In sutra I-3, tada drashtuh svarupe’avasthanam, Patanjali describes yoga as ‘resting in our own true nature’, the unbounded Silence of Being, or Ground of Being, or Tao, and ‘staying there’. I love the word ‘resting’ as it is clearly not about ‘doing something’. Sometimes the word abides is used, as in “the dude abides’. Here the implication is that of finally coming home, recognizing home, and staying home.
As someone who has become addicted to ‘doing’, resting is not easy for me. There are so many layers of mental chatter, conscious and unconscious, that want my attention. My confusion from skandha 1 has left a belief system that says I have to ‘heal’ myself’, and has confused the layers of form that comprise the body/mind with “I’, myself. There is no solution from this perspective. Only an endless chasing after the illusion of ‘finally getting it right’ and an attentional field that never rests.
When we make a conscious choice to practice silence, something else happens. The mental chatter and the physical sensations do not go away in the beginning. And if they do temporarily disappear, they will come rushing back sooner or later. What arises is the possibility of a change in perspective. In the early stages of meditation, there is the cultivation of what is called ‘witnessing’. Whatever arises in awareness, usually thoughts sensations, emotions or an amalgam of all of these, is ‘seen’ and thus recognized as ‘not me’. If ‘I’ can see it, it cannot be ‘I’. We differentiate seer and seen. This process involves the two crucial components of spiritual awakening; attention and identification.
In witnessing, our attention is not drawn to what arises (the seen) but to the process of witnessing itself. We allow what arises to come and go as it will, and also allow our attention to turn inwards, not to thought or the inner sensations, but onto itself, where it spontaneously dissolves into silent unchanging awareness.
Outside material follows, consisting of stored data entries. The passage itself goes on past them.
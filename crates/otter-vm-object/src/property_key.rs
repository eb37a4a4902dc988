//! Property keys
//!
//! A key is a string, a symbol, or a canonical array index. Strings that
//! spell an array index (`"0"`, `"42"`, but not `"042"` or `"4294967295"`)
//! are always stored as [`PropertyKey::Index`], so `o[1]`, `o["1"]` and
//! `o[-0]` all address the same slot.

use crate::number::{self, number_to_string, parse_array_index};
use crate::string::JsString;
use crate::symbol::Symbol;
use crate::value::Value;
use std::fmt;

/// A normalized property key
#[derive(Clone, PartialEq, Eq, Hash)]
pub enum PropertyKey {
    /// Canonical array index in `[0, 2^32 - 2]`
    Index(u32),
    /// Any other string
    String(JsString),
    /// Symbol key
    Symbol(Symbol),
}

impl PropertyKey {
    /// Key from a string, canonicalizing array indices.
    pub fn string(s: impl Into<JsString>) -> Self {
        Self::from_js_string(s.into())
    }

    /// Key from an interned literal (`"length"`, `"prototype"`, ...).
    pub fn intern(s: &str) -> Self {
        Self::from_js_string(JsString::intern(s))
    }

    /// Key from a string, canonicalizing array indices.
    pub fn from_js_string(s: JsString) -> Self {
        match parse_array_index(s.as_utf16()) {
            Some(index) => Self::Index(index),
            None => Self::String(s),
        }
    }

    /// Key from a u32; 2^32 - 1 is not an index and becomes a string key.
    pub fn index(i: u32) -> Self {
        if i <= number::MAX_ARRAY_INDEX {
            Self::Index(i)
        } else {
            Self::String(JsString::new(&i.to_string()))
        }
    }

    /// Key from a number, as `ToPropertyKey(ToString(n))` would produce.
    pub fn from_number(n: f64) -> Self {
        match number::number_to_array_index(n) {
            Some(index) => Self::Index(index),
            None => Self::String(JsString::new(&number_to_string(n))),
        }
    }

    /// Symbol key
    pub fn symbol(s: Symbol) -> Self {
        Self::Symbol(s)
    }

    /// Array index, if this key is one
    pub fn as_index(&self) -> Option<u32> {
        match self {
            Self::Index(i) => Some(*i),
            _ => None,
        }
    }

    /// Symbol, if this key is one
    pub fn as_symbol(&self) -> Option<&Symbol> {
        match self {
            Self::Symbol(s) => Some(s),
            _ => None,
        }
    }

    /// Whether this key is a symbol
    pub fn is_symbol(&self) -> bool {
        matches!(self, Self::Symbol(_))
    }

    /// Whether this key is a string (including array indices)
    pub fn is_string(&self) -> bool {
        !self.is_symbol()
    }

    /// Compare against a string literal
    pub fn is_str(&self, s: &str) -> bool {
        match self {
            Self::String(js) => js.eq_str(s),
            Self::Index(i) => itoa::Buffer::new().format(*i) == s,
            Self::Symbol(_) => false,
        }
    }

    /// String form of a string key; `None` for symbols.
    pub fn to_js_string(&self) -> Option<JsString> {
        match self {
            Self::Index(i) => {
                let mut buf = itoa::Buffer::new();
                Some(JsString::new(buf.format(*i)))
            }
            Self::String(s) => Some(s.clone()),
            Self::Symbol(_) => None,
        }
    }

    /// The key as a JS value (string or symbol), as `ownKeys` reports it.
    pub fn to_value(&self) -> Value {
        match self {
            Self::Symbol(s) => Value::Symbol(s.clone()),
            _ => Value::String(self.to_js_string().unwrap_or_else(JsString::empty)),
        }
    }

    /// Key from a string or symbol value; `None` for anything else.
    pub fn from_value(value: &Value) -> Option<Self> {
        match value {
            Value::String(s) => Some(Self::from_js_string(s.clone())),
            Value::Symbol(s) => Some(Self::Symbol(s.clone())),
            _ => None,
        }
    }
}

impl From<&str> for PropertyKey {
    fn from(s: &str) -> Self {
        Self::string(s)
    }
}

impl From<u32> for PropertyKey {
    fn from(i: u32) -> Self {
        Self::index(i)
    }
}

impl From<Symbol> for PropertyKey {
    fn from(s: Symbol) -> Self {
        Self::Symbol(s)
    }
}

impl fmt::Debug for PropertyKey {
    fn fmt(&self, f: &mut fmt::Formatter<'_>) -> fmt::Result {
        match self {
            Self::Index(i) => write!(f, "{}", i),
            Self::String(s) => write!(f, "{:?}", s),
            Self::Symbol(s) => write!(f, "{:?}", s),
        }
    }
}

impl fmt::Display for PropertyKey {
    fn fmt(&self, f: &mut fmt::Formatter<'_>) -> fmt::Result {
        match self {
            Self::Index(i) => write!(f, "{}", i),
            Self::String(s) => write!(f, "{}", s),
            Self::Symbol(s) => write!(f, "{}", s.descriptive_string()),
        }
    }
}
We begin to notice that attention is the root of self ‘identification’. The more I habitually attend to the world of form, the more my self sense or identity becomes entangled there. When my attention dissolves into silent awareness (this is the meaning of citta vrtti nirodha, sutra I-2) my identification with the world of form also begins dissolve. Here is where we begin to more deeply question just exactly ‘who or what am I?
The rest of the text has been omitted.